EXAMPLE 1 Experimental materials and analytical Equipment
MMAE (analyte): ZZ STANDARDS or equivalent, higher-grade standard
The reagents used are shown in table 1 below:
TABLE 1 details of reagents
| Name of reagent | Rank of | Manufacturer(s) |
| Acetonitrile | HPLC | Fisher |
| Ammonium formate | HPLC | Fisher |
| Formic acid | LC/MS | Aladdin |
| DMSO | Analytical purity | Fisher |
Note: the same or higher level of reagents may also be used
The analytical equipment used is shown in table 2 below:
TABLE 2 details of the devices used
| Assembly | Species of | Manufacturer(s) |
| Binary pump (Binary pump) | AD Pump | SHIMADZU |
| Degasser (deaerator) | Degasser | SHIMADZU |
| Column oven (constant temperature Column box) | AD Column oven | SHIMADZU |
| Autosampler (automatic sampler) | AC Autosampler | SHIMADZU |
| Sample rack | Rack Changer | SHIMADZU |
| Mass spectrometer | TRIPLE QUAD 6500+ | SCIEX |
| Data processor | Analyst(software) | SCIEX |
The same LC-MS/MS system may also be used.

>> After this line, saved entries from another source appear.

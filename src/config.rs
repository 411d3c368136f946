//! 配置系统
//! 从环境变量加载所有配置，使用 Secret 包装敏感信息

use config::{Config, ConfigError, Environment};
use secrecy::{ExposeSecret, Secret};
use serde::Deserialize;

/// 未配置密钥时使用的开发密钥；生产环境会被拒绝
pub const INSECURE_DEV_SECRET: &str = "change_me";

#[derive(Debug, Clone, Deserialize)]
pub struct ServerConfig {
    /// 监听地址，例如 "0.0.0.0:8080"
    pub addr: String,
    /// 优雅关闭超时时间（秒）
    pub graceful_shutdown_timeout_secs: u64,
}

#[derive(Debug, Clone, Deserialize)]
pub struct LoggingConfig {
    /// 日志级别: trace, debug, info, warn, error
    pub level: String,
    /// 日志格式: json, pretty
    pub format: String,
}

#[derive(Debug, Clone, Deserialize)]
pub struct SecurityConfig {
    /// 运行环境: development, production
    pub environment: String,
    /// 令牌签名密钥（使用 Secret 包装，防止日志泄露）
    pub secret_key: Option<Secret<String>>,
    /// 令牌有效期（秒）
    pub token_ttl_secs: u64,
    /// 首次启动时 admin 账户的密码
    pub bootstrap_admin_password: Secret<String>,
    /// Argon2 内存开销（KiB）
    pub argon2_memory_kib: u32,
    /// Argon2 迭代次数
    pub argon2_iterations: u32,
    /// Argon2 并行度
    pub argon2_parallelism: u32,
}

impl SecurityConfig {
    pub fn is_production(&self) -> bool {
        self.environment.eq_ignore_ascii_case("production")
    }

    /// 实际使用的签名密钥；未配置时回退到开发密钥并记录警告
    pub fn signing_secret(&self) -> Secret<String> {
        match &self.secret_key {
            Some(key) if !key.expose_secret().is_empty() => key.clone(),
            _ => {
                tracing::warn!(
                    "No secret key configured, falling back to the insecure development key"
                );
                Secret::new(INSECURE_DEV_SECRET.to_string())
            }
        }
    }
}

#[derive(Debug, Clone, Deserialize)]
pub struct StorageConfig {
    /// 存储后端: json, postgres
    pub backend: String,
    /// JSON 文件路径
    pub json_path: String,
    /// 数据库连接 URL（postgres 后端必填）
    pub database_url: Option<Secret<String>>,
    /// 最大连接数
    pub max_connections: u32,
}

impl StorageConfig {
    /// 规范化后的后端名称（去空白、小写）
    pub fn backend_kind(&self) -> String {
        self.backend.trim().to_lowercase()
    }
}

#[derive(Debug, Clone, Deserialize)]
pub struct DirectoryConfig {
    /// 员工目录 JSON 文件（可选）
    pub employees_file: Option<String>,
}

#[derive(Debug, Clone, Deserialize)]
pub struct AppConfig {
    pub server: ServerConfig,
    pub logging: LoggingConfig,
    pub security: SecurityConfig,
    pub storage: StorageConfig,
    pub directory: DirectoryConfig,
}

impl AppConfig {
    /// 从环境变量加载配置
    pub fn from_env() -> Result<Self, ConfigError> {
        let mut settings = Config::builder();

        // 添加默认配置
        settings = settings
            .set_default("server.addr", "0.0.0.0:8080")?
            .set_default("server.graceful_shutdown_timeout_secs", 10)?
            .set_default("logging.level", "info")?
            .set_default("logging.format", "pretty")?
            .set_default("security.environment", "development")?
            .set_default("security.token_ttl_secs", 60 * 60 * 12)?
            .set_default("security.bootstrap_admin_password", "admin")?
            .set_default("security.argon2_memory_kib", 19456)?
            .set_default("security.argon2_iterations", 2)?
            .set_default("security.argon2_parallelism", 1)?
            .set_default("storage.backend", "json")?
            .set_default("storage.json_path", "access_control.json")?
            .set_default("storage.max_connections", 5)?;

        // 从环境变量加载配置（前缀为 STAFF_）
        settings = settings.add_source(
            Environment::with_prefix("STAFF")
                .prefix_separator("_")
                .separator("__")
                .try_parsing(true),
        );

        let config: AppConfig = settings.build()?.try_deserialize()?;

        // 验证配置
        config.validate()?;

        Ok(config)
    }

    /// 验证配置合法性
    pub fn validate(&self) -> Result<(), ConfigError> {
        // 验证日志级别
        match self.logging.level.to_lowercase().as_str() {
            "trace" | "debug" | "info" | "warn" | "error" => {}
            _ => {
                return Err(ConfigError::Message(format!(
                    "Invalid log level: {}. Must be one of: trace, debug, info, warn, error",
                    self.logging.level
                )))
            }
        }

        // 验证日志格式
        match self.logging.format.to_lowercase().as_str() {
            "json" | "pretty" => {}
            _ => {
                return Err(ConfigError::Message(format!(
                    "Invalid log format: {}. Must be one of: json, pretty",
                    self.logging.format
                )))
            }
        }

        match self.security.environment.to_lowercase().as_str() {
            "development" | "production" => {}
            other => {
                return Err(ConfigError::Message(format!(
                    "Invalid environment: {other}. Must be one of: development, production"
                )))
            }
        }

        // 生产环境必须提供足够强度的密钥
        if self.security.is_production() {
            let key = self
                .security
                .secret_key
                .as_ref()
                .map(|k| k.expose_secret().as_str())
                .unwrap_or_default();
            if key.is_empty() || key == INSECURE_DEV_SECRET {
                return Err(ConfigError::Message(
                    "A secret key must be configured in production".to_string(),
                ));
            }
            if key.len() < 32 {
                return Err(ConfigError::Message(
                    "Secret key must be at least 32 characters long".to_string(),
                ));
            }
        }

        // 验证令牌有效期
        if self.security.token_ttl_secs < 60 || self.security.token_ttl_secs > 604800 {
            return Err(ConfigError::Message(
                "token_ttl_secs must be between 60 and 604800 (1 minute to 7 days)".to_string(),
            ));
        }

        if self.security.argon2_parallelism == 0 || self.security.argon2_iterations == 0 {
            return Err(ConfigError::Message(
                "argon2 iterations and parallelism must be positive".to_string(),
            ));
        }

        match self.storage.backend_kind().as_str() {
            "json" => {}
            "postgres" => {
                if self.storage.database_url.is_none() {
                    return Err(ConfigError::Message(
                        "storage.database_url is required for the postgres backend".to_string(),
                    ));
                }
            }
            other => {
                return Err(ConfigError::Message(format!(
                    "Invalid storage backend: {other}. Must be one of: json, postgres"
                )))
            }
        }

        Ok(())
    }
}

#[cfg(test)]
mod tests {
    use super::*;
    use serial_test::serial;

    const VARS: &[&str] = &[
        "STAFF_SERVER__ADDR",
        "STAFF_LOGGING__LEVEL",
        "STAFF_SECURITY__ENVIRONMENT",
        "STAFF_SECURITY__SECRET_KEY",
        "STAFF_SECURITY__TOKEN_TTL_SECS",
        "STAFF_STORAGE__BACKEND",
        "STAFF_STORAGE__DATABASE_URL",
    ];

    fn clear_env() {
        for var in VARS {
            std::env::remove_var(var);
        }
    }

    #[test]
    #[serial]
    fn test_config_defaults() {
        clear_env();

        let config = AppConfig::from_env().unwrap();
        assert_eq!(config.server.addr, "0.0.0.0:8080");
        assert_eq!(config.logging.level, "info");
        assert_eq!(config.security.token_ttl_secs, 43200);
        assert_eq!(config.storage.backend, "json");
        assert!(config.security.secret_key.is_none());
        assert_eq!(
            config.security.signing_secret().expose_secret(),
            INSECURE_DEV_SECRET
        );
    }

    #[test]
    #[serial]
    fn test_production_rejects_missing_secret() {
        clear_env();
        std::env::set_var("STAFF_SECURITY__ENVIRONMENT", "production");

        assert!(AppConfig::from_env().is_err());

        std::env::set_var("STAFF_SECURITY__SECRET_KEY", INSECURE_DEV_SECRET);
        assert!(AppConfig::from_env().is_err());

        std::env::set_var(
            "STAFF_SECURITY__SECRET_KEY",
            "a-production-secret-that-is-long-enough",
        );
        assert!(AppConfig::from_env().is_ok());

        clear_env();
    }

    #[test]
    #[serial]
    fn test_config_validation_invalid_log_level() {
        clear_env();
        std::env::set_var("STAFF_LOGGING__LEVEL", "invalid");

        assert!(AppConfig::from_env().is_err());

        clear_env();
    }

    #[test]
    #[serial]
    fn test_postgres_backend_requires_url() {
        clear_env();
        std::env::set_var("STAFF_STORAGE__BACKEND", "postgres");

        assert!(AppConfig::from_env().is_err());

        std::env::set_var("STAFF_STORAGE__DATABASE_URL", "postgresql://localhost/staff");
        assert!(AppConfig::from_env().is_ok());

        clear_env();
    }

    #[test]
    #[serial]
    fn test_backend_name_is_case_insensitive() {
        clear_env();
        std::env::set_var("STAFF_STORAGE__BACKEND", " Postgres ");
        std::env::set_var("STAFF_STORAGE__DATABASE_URL", "postgresql://localhost/staff");

        let config = AppConfig::from_env().unwrap();
        assert_eq!(config.storage.backend_kind(), "postgres");

        clear_env();
    }
}
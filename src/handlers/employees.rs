//! 员工查询（按调用者的可见范围过滤）

use crate::{
    auth::require_permission,
    error::AppError,
    middleware::AppState,
    models::{EmployeeOption, ResolvedUser},
};
use axum::{
    extract::{Path, State},
    Json,
};
use std::sync::Arc;

const EMPLOYEES_PERMISSION: &str = "employees";

/// 员工列表
pub async fn list_employees(
    State(state): State<Arc<AppState>>,
    user: ResolvedUser,
) -> Result<Json<Vec<EmployeeOption>>, AppError> {
    require_permission(&user, EMPLOYEES_PERMISSION)?;

    let employees = state.access.available_employees().await?;
    let employees = match state.access.visible_employee_ids(&user).await? {
        None => employees,
        Some(visible) => employees
            .into_iter()
            .filter(|e| visible.contains(&e.id))
            .collect(),
    };

    Ok(Json(employees))
}

/// 单个员工
pub async fn get_employee(
    State(state): State<Arc<AppState>>,
    user: ResolvedUser,
    Path(id): Path<String>,
) -> Result<Json<EmployeeOption>, AppError> {
    require_permission(&user, EMPLOYEES_PERMISSION)?;

    let employee = state
        .access
        .available_employees()
        .await?
        .into_iter()
        .find(|e| e.id == id);

    // 范围外的 id 与不存在的 id 一律 403，不暴露目录内容
    let department = employee
        .as_ref()
        .map(|e| e.department.as_str())
        .filter(|d| !d.is_empty());
    if !state
        .access
        .is_employee_visible(&user, Some(&id), department)
        .await?
    {
        tracing::warn!(user_id = %user.id, employee_id = %id, "Employee outside caller scope");
        return Err(AppError::Forbidden);
    }

    employee.map(Json).ok_or(AppError::NotFound)
}
//! 日志与追踪系统
//! 初始化结构化日志

use crate::config::LoggingConfig;
use tracing_subscriber::{layer::SubscriberExt, util::SubscriberInitExt, EnvFilter, Layer};

/// 初始化日志与追踪系统
pub fn init_telemetry(config: &LoggingConfig) {
    // RUST_LOG 优先于配置
    let env_filter =
        EnvFilter::try_from_default_env().unwrap_or_else(|_| EnvFilter::new(&config.level));

    let log_layer = match config.format.to_lowercase().as_str() {
        // 生产环境
        "json" => tracing_subscriber::fmt::layer()
            .json()
            .with_current_span(true)
            .with_target(false)
            .boxed(),
        _ => tracing_subscriber::fmt::layer()
            .pretty()
            .with_target(false)
            .boxed(),
    };

    // try_init: 测试中可能被多次调用
    let _ = tracing_subscriber::registry()
        .with(env_filter)
        .with(log_layer)
        .try_init();

    tracing::info!(
        version = env!("CARGO_PKG_VERSION"),
        level = %config.level,
        format = %config.format,
        "Telemetry initialized"
    );
}
//! 数据模型模块
//! 角色、账户、解析后的用户视图以及接口 DTO

pub mod access;
pub mod auth;

pub use access::*;
pub use auth::*;
//! Stateless authentication tokens
//!
//! HS256 JWTs carrying the user id and the issue time. Validity depends only
//! on the signature and on `now - iat` staying within the TTL, so any process
//! holding the same secret can issue and verify tokens.

use crate::error::TokenError;
use chrono::Utc;
use jsonwebtoken::{decode, encode, Algorithm, DecodingKey, EncodingKey, Header, Validation};
use secrecy::{ExposeSecret, Secret};
use serde::{Deserialize, Serialize};
use std::time::Duration;

/// Default lifetime of an issued token
pub const DEFAULT_TOKEN_TTL: Duration = Duration::from_secs(60 * 60 * 12);

/// Token claims
#[derive(Debug, Serialize, Deserialize, Clone)]
pub struct Claims {
    /// Subject (user ID)
    pub sub: String,

    /// Issued at (unix seconds)
    pub iat: i64,

    /// Expiration hint for clients; verification goes by `iat`
    pub exp: i64,
}

pub struct TokenService {
    encoding_key: EncodingKey,
    decoding_key: DecodingKey,
    validation: Validation,
    ttl: Duration,
}

impl TokenService {
    pub fn new(secret: &Secret<String>, ttl: Duration) -> Self {
        let secret = secret.expose_secret().as_bytes();

        // Expiry is checked against iat below, without leeway
        let mut validation = Validation::new(Algorithm::HS256);
        validation.validate_exp = false;
        validation.leeway = 0;
        validation.required_spec_claims.clear();

        Self {
            encoding_key: EncodingKey::from_secret(secret),
            decoding_key: DecodingKey::from_secret(secret),
            validation,
            ttl,
        }
    }

    pub fn ttl(&self) -> Duration {
        self.ttl
    }

    /// Issue a token for `user_id` stamped with the current time
    pub fn issue(&self, user_id: &str) -> Result<String, TokenError> {
        self.issue_at(user_id, Utc::now().timestamp())
    }

    pub fn issue_at(&self, user_id: &str, issued_at: i64) -> Result<String, TokenError> {
        let claims = Claims {
            sub: user_id.to_string(),
            iat: issued_at,
            exp: issued_at.saturating_add(self.ttl.as_secs() as i64),
        };

        encode(&Header::new(Algorithm::HS256), &claims, &self.encoding_key).map_err(|e| {
            tracing::error!("Failed to encode token: {:?}", e);
            TokenError::Signing(e.to_string())
        })
    }

    /// Verify a token and return the embedded user id
    pub fn verify(&self, token: &str) -> Result<String, TokenError> {
        self.verify_at(token, Utc::now().timestamp())
    }

    pub fn verify_at(&self, token: &str, now: i64) -> Result<String, TokenError> {
        let claims = decode::<Claims>(token, &self.decoding_key, &self.validation)
            .map_err(|e| {
                tracing::debug!("Token validation failed: {:?}", e);
                TokenError::Invalid
            })?
            .claims;

        if claims.sub.is_empty() {
            return Err(TokenError::Invalid);
        }

        if now.saturating_sub(claims.iat) > self.ttl.as_secs() as i64 {
            tracing::debug!(user_id = %claims.sub, iat = claims.iat, "Token expired");
            return Err(TokenError::Expired);
        }

        Ok(claims.sub)
    }
}

#[cfg(test)]
mod tests {
    use super::*;

    fn service() -> TokenService {
        TokenService::new(
            &Secret::new("test_secret_key_32_characters_long!".to_string()),
            DEFAULT_TOKEN_TTL,
        )
    }

    #[test]
    fn test_issue_and_verify() {
        let service = service();
        let token = service.issue("123").unwrap();
        assert_eq!(service.verify(&token).unwrap(), "123");
    }

    #[test]
    fn test_expired_token() {
        let service = service();
        let ttl = DEFAULT_TOKEN_TTL.as_secs() as i64;
        let token = service.issue_at("123", 1_000_000).unwrap();

        assert_eq!(service.verify_at(&token, 1_000_000 + ttl).unwrap(), "123");
        assert_eq!(
            service.verify_at(&token, 1_000_000 + ttl + 1),
            Err(TokenError::Expired)
        );
    }

    #[test]
    fn test_tampered_signature() {
        let service = service();
        let token = service.issue("123").unwrap();

        let (head, signature) = token.rsplit_once('.').unwrap();
        let flipped = if signature.starts_with('A') { 'B' } else { 'A' };
        let tampered = format!("{head}.{flipped}{}", &signature[1..]);

        assert_eq!(service.verify(&tampered), Err(TokenError::Invalid));
    }

    #[test]
    fn test_tampered_payload() {
        let service = service();
        let token = service.issue("123").unwrap();
        let other = service.issue("456").unwrap();

        // Signature of one token over the payload of another
        let parts: Vec<&str> = token.split('.').collect();
        let other_parts: Vec<&str> = other.split('.').collect();
        let spliced = format!("{}.{}.{}", parts[0], other_parts[1], parts[2]);

        assert_eq!(service.verify(&spliced), Err(TokenError::Invalid));
    }

    #[test]
    fn test_foreign_secret_rejected() {
        let other = TokenService::new(
            &Secret::new("another_secret_key_32_characters!!".to_string()),
            DEFAULT_TOKEN_TTL,
        );
        let token = other.issue("123").unwrap();
        assert_eq!(service().verify(&token), Err(TokenError::Invalid));
    }

    #[test]
    fn test_shared_secret_across_instances() {
        let token = service().issue("123").unwrap();
        assert_eq!(service().verify(&token).unwrap(), "123");
    }

    #[test]
    fn test_garbage_rejected() {
        let service = service();
        assert_eq!(service.verify(""), Err(TokenError::Invalid));
        assert_eq!(service.verify("not.a.token"), Err(TokenError::Invalid));
        assert_eq!(service.verify("bm90IGEgdG9rZW4"), Err(TokenError::Invalid));
    }
}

Example 2 conditions for liquid quality detection
1. Conditions of liquid chromatography
A chromatographic column: agilent hilc Plus, 3.5 μm, column format 2.1 × 100 mm; temperature of the chromatographic column: 40 ℃; a mobile phase A: h2O/FA/1M HCOONH 4100/0.1/1 (volume ratio); mobile phase B: acetonitrile; washing liquid: the volume ratio of acetonitrile/water is 80/20; the temperature of the autosampler is 4 ℃; gradient elution with flow rate of 0.6mL/min, sample size of 10 μ L, and analysis time of 4.2 min;
TABLE 3 gradient elution procedure
2. Conditions of Mass Spectrometry
The ion source adopts an electrospray ion source, the spraying voltage is 5500V, the atomizing temperature is 500 ℃, the spraying air pressure is 50Psi, the auxiliary heating air pressure is 50Psi, the air curtain air pressure is 25Psi, the collision air pressure is 8Psi, and the declustering voltage is MMAE of 30eV respectively; the collision cell inlet voltages were respectively 10eV MMAE; MMAE with collision voltages of 40eV, respectively; the collision cell outlet voltages are respectively 10eV MMAE; detecting in a positive ion mode; the scanning mode is multiple reaction detection;
the ion pairs used for the quantitative analysis for MMAE were: m/z718.5 → m/z 686.5; qualitative ion pair m/z718.5 → m/z 506.4.
Example 3 test procedure
1. Preparation of MMAE standard solution
Preparation of MMAE standard solution: 2.000mg of MMAE (analyte) is precisely weighed, DMSO is added to be dissolved to 1.00mg/mL, 50% acetonitrile aqueous solution is dissolved to be sequentially diluted to prepare an MMAE standard solution, and the specific dilution concentration is shown in the following table 4:
TABLE 4MMAE Standard solution preparation concentrations
| Source solution (ng/mL) | Volume of source solution (μ L) | Volume of solvent (μ L) | Final concentration (ng/mL) |
| 1000000 | 10 | 4990 | 2000 |
| 2000 | 200 | 1800 | 200 |
| 2000 | 160 | 1840 | 160 |
| 2000 | 40 | 1960 | 40.0 |
| 160 | 150 | 1850 | 12.0 |
| 160 | 50 | 1950 | 4.00 |
| 40.0 | 80 | 1920 | 1.60 |
| 40.0 | 20 | 1980 | 0.400 |
| 4.00 | 100 | 1900 | 0.200 |
The MMAE standard solution is stored in brown glass container and refrigerator (-20 deg.C) when not used, and the volume can be increased or decreased according to the proportion.
2. Linear test
Putting the blank plasma into a water bath at room temperature for unfreezing; transfer 190. mu.L of blank plasma 10 aliquots into 96 deep well plates (per standard curve)Sample, blank sample-00 and zero concentration sample-0), according to the list in the following table 5, respectively and precisely adding 10 μ L of MMAE standard solution or diluted solution with different concentrations to prepare each sample, mixing uniformly to prepare medicated plasma with different concentrations, and operating according to the 'pretreatment of plasma sample'. The peak area value Y was used for the regression calculation of the blood concentration X, and the results are shown in FIG. 1 and Table 6. Carrying out regression calculation on the blood concentration X by using Y to obtain a regression equation Y which is 691000X-770, wherein the correlation coefficient (R) is 0.9996, and the fitting degree (R) is2) Is 0.99920016. Weight coefficient W is 1/X2The minimum limit of quantitation of blood levels of MMAE measured by this method is: 0.010 ng/mL.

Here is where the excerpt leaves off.